# Problem statement
Across the listing, count the lines that include the string "NaiveTime". Give nothing besides the number.

# Material shown
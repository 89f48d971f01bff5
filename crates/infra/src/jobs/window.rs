//! Off-peak gating in a fixed reference time zone.

use chrono::{DateTime, Datelike, Days, NaiveDate, NaiveTime, TimeZone, Utc, Weekday};
use chrono_tz::Tz;

use crate::config::WindowSettings;

/// Outcome of checking the off-peak window.
#[derive(Debug, Clone, Copy, PartialEq, Eq)]
pub enum WindowGate {
    Open,
    /// Closed; the next window opens at this instant.
    OpensAt(DateTime<Utc>),
}

/// Weekends are always open. On weekdays the window is `[start, end)` local
/// time and may wrap past midnight; `start == end` opens the whole day.
pub fn check_window(now: DateTime<Utc>, window: &WindowSettings) -> WindowGate {
    let tz = window.time_zone;
    let local = now.with_timezone(&tz);
    if is_weekend(local.weekday()) {
        return WindowGate::Open;
    }

    let (Some(start), Some(end)) = (
        NaiveTime::from_hms_opt(window.start_hour, window.start_minute, 0),
        NaiveTime::from_hms_opt(window.end_hour, window.end_minute, 0),
    ) else {
        return WindowGate::Open;
    };

    let time = local.time();
    let inside = if start == end {
        true
    } else if start < end {
        start <= time && time < end
    } else {
        time >= start || time < end
    };
    if inside {
        return WindowGate::Open;
    }

    let today = local.date_naive();
    let next = if time < start {
        Some((today, start))
    } else {
        // After Friday's window the next opening is Saturday midnight.
        today.checked_add_days(Days::new(1)).map(|day| {
            if is_weekend(day.weekday()) {
                (day, NaiveTime::MIN)
            } else {
                (day, start)
            }
        })
    };
    match next.and_then(|(day, at)| local_instant(tz, day, at)) {
        Some(opens) => WindowGate::OpensAt(opens),
        None => WindowGate::Open,
    }
}

fn is_weekend(day: Weekday) -> bool {
    matches!(day, Weekday::Sat | Weekday::Sun)
}

/// `day` at `time` in `tz`; a time skipped by a DST jump resolves one hour
/// later.
fn local_instant(tz: Tz, day: NaiveDate, time: NaiveTime) -> Option<DateTime<Utc>> {
    let naive = day.and_time(time);
    tz.from_local_datetime(&naive)
        .earliest()
        .or_else(|| {
            tz.from_local_datetime(&(naive + chrono::Duration::hours(1)))
                .earliest()
        })
        .map(|t| t.with_timezone(&Utc))
}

# Solved exercise
5